Singapore has the highest number of cancer cases diagnosed in Southeast Asia and the rates are increasing every year. National Cancer Centre Singapore (NCCS) shares the top cancers affecting most local men and women.
Cancer: what is it?
Cancer is a disease where abnormal cells divide without control, and usually form a lump (called a tumour) as their numbers increase. Cancer cells can invade nearby tissues and can spread through the bloodstream and lymphatic systems to other parts of the body.
Cancer cases on the rise in Singapore
In Singapore, a total of 56,316 cases of cancer were diagnosed in Singapore’s resident population during the period 2008-2012. Of these cancer cases, 48.8 per cent were male and 51.2 per cent were female.
Common cancers by gender
Lung cancer and breast cancer had the highest mortality rates in males and females respectively. Lung cancer accounted for 27.6 per cent of cancer deaths among males in Singapore and breast cancer accounted for 17.9 per cent of cancer deaths among females.
Among ethnic groups, both males and females, the incidence of cancer was highest among the Chinese, with 23,164 males and 23,925 females suffering from the disease.

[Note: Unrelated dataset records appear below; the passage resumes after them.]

//! WebSocket connection state machine.
//!
//! Handles the read/write loop for a single WebSocket connection,
//! dispatching incoming commands and forwarding filtered events.

use axum::extract::ws::{Message, WebSocket};
use futures_util::{SinkExt, StreamExt};
use tokio::sync::broadcast;

use super::messages::{WsMessage, WsMessageType};
use super::subscription::SubscriptionManager;
use crate::domain::RaffleEvent;

/// Runs the read/write loop for a single WebSocket connection.
///
/// - Reads commands from the client and dispatches them.
/// - Forwards matching events from the [`broadcast::Receiver`] to the client.
pub async fn run_connection(socket: WebSocket, mut event_rx: broadcast::Receiver<RaffleEvent>) {
    let (mut ws_tx, mut ws_rx) = socket.split();
    let mut subs = SubscriptionManager::new();

    loop {
        tokio::select! {
            // Incoming message from client
            msg = ws_rx.next() => {
                match msg {
                    Some(Ok(Message::Text(text))) => {
                        let response = handle_text_message(&text, &mut subs);
                        if let Some(resp_json) = response
                            && ws_tx.send(Message::text(resp_json)).await.is_err() {
                                break;
                            }
                    }
                    Some(Ok(Message::Close(_))) | None => break,
                    _ => {}
                }
            }
            // Event from EventBus
            event = event_rx.recv() => {
                match event {
                    Ok(raffle_event) => {
                        if subs.matches(raffle_event.event_type_str()) {
                            let msg = WsMessage {
                                id: uuid::Uuid::new_v4().to_string(),
                                msg_type: WsMessageType::Event,
                                timestamp: chrono::Utc::now(),
                                payload: serde_json::to_value(&raffle_event).unwrap_or_default(),
                            };
                            let json = serde_json::to_string(&msg).unwrap_or_default();
                            if ws_tx.send(Message::text(json)).await.is_err() {
                                break;
                            }
                        }
                    }
                    Err(broadcast::error::RecvError::Lagged(n)) => {
                        tracing::warn!(lagged = n, "ws client lagged behind event bus");
                    }
                    Err(broadcast::error::RecvError::Closed) => break,
                }
            }
        }
    }

    tracing::debug!("ws connection closed");
}

/// Handles a text message from the client, returning an optional JSON response.
fn handle_text_message(text: &str, subs: &mut SubscriptionManager) -> Option<String> {
    let Ok(msg) = serde_json::from_str::<WsMessage>(text) else {
        let err = WsMessage {
            id: String::new(),
            msg_type: WsMessageType::Error,
            timestamp: chrono::Utc::now(),
            payload: serde_json::json!({
                "code": 400,
                "message": "malformed JSON"
            }),
        };
        return serde_json::to_string(&err).ok();
    };

    // Commands carry an `events` array of event-type strings.
    if let Some(event_vals) = msg.payload.get("events").and_then(|v| v.as_array()) {
        let command = msg
            .payload
            .get("command")
            .and_then(|v| v.as_str())
            .unwrap_or("subscribe");

        let types: Vec<&str> = event_vals.iter().filter_map(|v| v.as_str()).collect();

        match command {
            "subscribe" => {
                subs.subscribe(&types);
                let response = WsMessage {
                    id: msg.id,
                    msg_type: WsMessageType::Response,
                    timestamp: chrono::Utc::now(),
                    payload: serde_json::json!({
                        "subscribed": types,
                        "count": subs.count(),
                        "wildcard": subs.is_subscribed_all(),
                    }),
                };
                return serde_json::to_string(&response).ok();
            }
            "unsubscribe" => {
                subs.unsubscribe(&types);
                let response = WsMessage {
                    id: msg.id,
                    msg_type: WsMessageType::Response,
                    timestamp: chrono::Utc::now(),
                    payload: serde_json::json!({
                        "unsubscribed": types,
                        "remaining_count": subs.count(),
                    }),
                };
                return serde_json::to_string(&response).ok();
            }
            _ => {}
        }
    }

    // Unknown command
    let err = WsMessage {
        id: msg.id,
        msg_type: WsMessageType::Error,
        timestamp: chrono::Utc::now(),
        payload: serde_json::json!({
            "code": 404,
            "message": "unknown command"
        }),
    };
    serde_json::to_string(&err).ok()
}

#[cfg(test)]
#[allow(clippy::panic)]
mod tests {
    use super::*;

    #[test]
    fn subscribe_command_updates_filter() {
        let mut subs = SubscriptionManager::new();
        let text = serde_json::json!({
            "id": "1",
            "type": "command",
            "timestamp": chrono::Utc::now(),
            "payload": {"command": "subscribe", "events": ["spin_finished"]}
        })
        .to_string();

        let response = handle_text_message(&text, &mut subs);
        assert!(response.is_some());
        assert!(subs.matches("spin_finished"));
        assert!(!subs.matches("spin_started"));
    }

    #[test]
    fn malformed_json_yields_error_response() {
        let mut subs = SubscriptionManager::new();
        let response = handle_text_message("not json", &mut subs);
        let Some(response) = response else {
            panic!("expected error response");
        };
        assert!(response.contains("malformed JSON"));
    }

    #[test]
    fn unknown_command_yields_error_response() {
        let mut subs = SubscriptionManager::new();
        let text = serde_json::json!({
            "id": "2",
            "type": "command",
            "timestamp": chrono::Utc::now(),
            "payload": {"command": "noop"}
        })
        .to_string();

        let response = handle_text_message(&text, &mut subs);
        let Some(response) = response else {
            panic!("expected error response");
        };
        assert!(response.contains("unknown command"));
    }
}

They were followed by the Malays, 2,326 males and 2,840 females; and then the Indians, 1,237 males and 1,423 females.
Colorectal, lung and prostate cancer were the top ranked cancers among the male resident population (Figure 1), while breast, colorectal and lung cancer were the top ranked cancers among female residents (Figure 2).

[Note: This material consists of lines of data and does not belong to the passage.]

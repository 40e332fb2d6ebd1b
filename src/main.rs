//! raffle-gateway server entry point.
//!
//! Starts the Axum HTTP server with REST and WebSocket endpoints.

use std::sync::Arc;
use std::time::Duration;

use axum::Router;
use axum::routing::get;
use sqlx::postgres::PgPoolOptions;
use tower_http::cors::CorsLayer;
use tower_http::trace::TraceLayer;
use tracing_subscriber::EnvFilter;

use raffle_gateway::api;
use raffle_gateway::app_state::AppState;
use raffle_gateway::config::RaffleConfig;
use raffle_gateway::domain::{EventBus, SpinParams};
use raffle_gateway::persistence::PostgresStore;
use raffle_gateway::service::RaffleService;
use raffle_gateway::ws::handler::ws_handler;

#[tokio::main]
async fn main() -> anyhow::Result<()> {
    // Initialize tracing
    tracing_subscriber::fmt()
        .with_env_filter(
            EnvFilter::try_from_default_env().unwrap_or_else(|_| EnvFilter::new("info")),
        )
        .init();

    // Load configuration
    let config = RaffleConfig::from_env()?;
    tracing::info!(addr = %config.listen_addr, "starting raffle-gateway");

    // Connect the database pool and apply migrations
    let pool = PgPoolOptions::new()
        .max_connections(config.database_max_connections)
        .min_connections(config.database_min_connections)
        .acquire_timeout(Duration::from_secs(config.database_connect_timeout_secs))
        .idle_timeout(Duration::from_secs(config.database_idle_timeout_secs))
        .connect(&config.database_url)
        .await?;
    sqlx::migrate!("./migrations").run(&pool).await?;

    // Build domain + service layer
    let event_bus = EventBus::new(config.event_bus_capacity);
    let spin_params = SpinParams {
        min_turns: config.spin_min_turns,
        max_turns: config.spin_max_turns,
        duration: config.spin_duration(),
    };
    let raffle_service = Arc::new(RaffleService::new(
        PostgresStore::new(pool),
        event_bus.clone(),
        spin_params,
        config.default_prize_name.clone(),
    ));

    // Build application state
    let app_state = AppState {
        raffle_service,
        event_bus,
    };

    // Build router
    let app = Router::new()
        .merge(api::build_router())
        .route("/ws", get(ws_handler))
        .layer(TraceLayer::new_for_http())
        .layer(CorsLayer::permissive())
        .with_state(app_state);

    #[cfg(feature = "swagger-ui")]
    let app = {
        use utoipa::OpenApi;
        app.merge(
            utoipa_swagger_ui::SwaggerUi::new("/swagger-ui")
                .url("/api-docs/openapi.json", api::ApiDoc::openapi()),
        )
    };

    // Start server
    let listener = tokio::net::TcpListener::bind(config.listen_addr).await?;
    tracing::info!(addr = %config.listen_addr, "server listening");

    axum::serve(listener, app).await?;

    Ok(())
}
//! WebSocket message envelope.

use chrono::{DateTime, Utc};
use serde::{Deserialize, Serialize};

/// Top-level WebSocket message envelope.
#[derive(Debug, Clone, Serialize, Deserialize)]
pub struct WsMessage {
    /// Client-provided ID for requests; server-generated for events.
    pub id: String,
    /// Message type discriminator.
    #[serde(rename = "type")]
    pub msg_type: WsMessageType,
    /// ISO-8601 timestamp.
    pub timestamp: DateTime<Utc>,
    /// Variant-specific payload.
    pub payload: serde_json::Value,
}

/// Discriminator for WebSocket message types.
#[derive(Debug, Clone, Serialize, Deserialize, PartialEq, Eq)]
#[serde(rename_all = "snake_case")]
pub enum WsMessageType {
    /// Client → Server command.
    Command,
    /// Server → Client response to a command.
    Response,
    /// Server → Client broadcast event.
    Event,
    /// Server → Client error.
    Error,
}

#[cfg(test)]
#[allow(clippy::panic)]
mod tests {
    use super::*;

    #[test]
    fn envelope_round_trip() {
        let msg = WsMessage {
            id: "req-1".to_string(),
            msg_type: WsMessageType::Command,
            timestamp: Utc::now(),
            payload: serde_json::json!({"command": "subscribe", "events": ["*"]}),
        };
        let json = serde_json::to_string(&msg).unwrap_or_default();
        assert!(json.contains("\"type\":\"command\""));

        let parsed: Result<WsMessage, _> = serde_json::from_str(&json);
        let Ok(parsed) = parsed else {
            panic!("round trip failed");
        };
        assert_eq!(parsed.msg_type, WsMessageType::Command);
        assert_eq!(parsed.id, "req-1");
    }
}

Some cancer risk factors are within your control while some are not
The majority of cancer cases are sporadic, i.e. the disease is not inherited. By pure chance, many cases of "common" cancers such as breast, colon and lung cancers can appear to run in a family. Your personal risk depends on factors such as your age, family history of cancer and your tendency to inherit cancer genes. These are beyond your control. Other risk factors that are within our control are not genetic. These include our lifestyle, diet, smoking and environmental exposure. We must work to reduce or prevent these risk factors.

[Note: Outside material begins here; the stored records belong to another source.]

//! Persistence layer: PostgreSQL participant pool and winner log.
//!
//! The concrete implementation uses `sqlx::PgPool` for async PostgreSQL
//! access. The winner commit protocol lives here — a single transaction
//! that converts a participant into a winner.

pub mod models;
pub mod postgres;

pub use postgres::PostgresStore;
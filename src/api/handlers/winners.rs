//! Winner handlers: listing, committing, and the diagnostic dump.

use axum::extract::State;
use axum::response::IntoResponse;
use axum::routing::{get, post};
use axum::{Json, Router};

use crate::api::dto::{
    SaveWinnerRequest, SaveWinnerResponse, TestWinnersResponse, WinnerDto,
};
use crate::app_state::AppState;
use crate::error::{ErrorResponse, RaffleError};

/// `GET /winners` — List all winners, newest-first.
///
/// # Errors
///
/// Returns [`RaffleError`] on storage failure.
#[utoipa::path(
    get,
    path = "/winners",
    tag = "Winners",
    summary = "List winners",
    description = "Returns every recorded winner, newest-first. Phone numbers are resolved by case-insensitive code match against the participants table and may be absent once the winning participant row is deleted.",
    responses(
        (status = 200, description = "Winner list", body = Vec<WinnerDto>),
        (status = 500, description = "Storage failure", body = ErrorResponse),
    )
)]
pub async fn list_winners(State(state): State<AppState>) -> Result<impl IntoResponse, RaffleError> {
    let winners = state.raffle_service.winners().await?;
    let data: Vec<WinnerDto> = winners.into_iter().map(Into::into).collect();
    Ok(Json(data))
}

/// `POST /save-winner` — Commit a winner through the transactional protocol.
///
/// Inserts the winner row and deletes the participant row in one atomic
/// transaction; neither mutation is ever visible without the other.
///
/// # Errors
///
/// Returns [`RaffleError`] on validation failure, a missing participant,
/// an in-flight spin, or storage failure.
#[utoipa::path(
    post,
    path = "/save-winner",
    tag = "Winners",
    summary = "Commit a winner",
    description = "Validates the request, then atomically inserts a winner row and removes the participant from the pool. The prize label falls back to a generic default when omitted.",
    request_body = SaveWinnerRequest,
    responses(
        (status = 200, description = "Winner committed", body = SaveWinnerResponse),
        (status = 400, description = "Missing required field", body = ErrorResponse),
        (status = 404, description = "Participant no longer exists", body = ErrorResponse),
        (status = 409, description = "A spin is in flight", body = ErrorResponse),
        (status = 500, description = "Storage failure", body = ErrorResponse),
    )
)]
pub async fn save_winner(
    State(state): State<AppState>,
    Json(request): Json<SaveWinnerRequest>,
) -> Result<impl IntoResponse, RaffleError> {
    let winner = state
        .raffle_service
        .save_winner(
            request.participant_id,
            &request.code,
            &request.full_name,
            request.prize_name.as_deref(),
        )
        .await?;

    Ok(Json(SaveWinnerResponse {
        success: true,
        winner: winner.into(),
    }))
}

/// `GET /test-winners` — Diagnostic dump of the winners table.
///
/// # Errors
///
/// Returns [`RaffleError`] on storage failure.
#[utoipa::path(
    get,
    path = "/test-winners",
    tag = "Winners",
    summary = "Winners diagnostic dump",
    description = "Returns the winner count alongside the full list. Intended for operators verifying the raffle state during an event.",
    responses(
        (status = 200, description = "Count and winner list", body = TestWinnersResponse),
        (status = 500, description = "Storage failure", body = ErrorResponse),
    )
)]
pub async fn test_winners(State(state): State<AppState>) -> Result<impl IntoResponse, RaffleError> {
    let count = state.raffle_service.winner_count().await?;
    let winners = state.raffle_service.winners().await?;

    Ok(Json(TestWinnersResponse {
        count,
        winners: winners.into_iter().map(Into::into).collect(),
    }))
}

/// Winner routes.
pub fn routes() -> Router<AppState> {
    Router::new()
        .route("/winners", get(list_winners))
        .route("/save-winner", post(save_winner))
        .route("/test-winners", get(test_winners))
}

Prevention and early detection of cancer
Although great advances have been made in the treatment of cancer, the impact on survival rates has been incremental rather than dramatic. Many cancer patients are also diagnosed relatively late, at which stage their treatment options are often severely limited. Prevention and early detection of cancer are therefore key strategies in cancer control efforts. You must be responsible for your own health – only you hold the key to your well-being.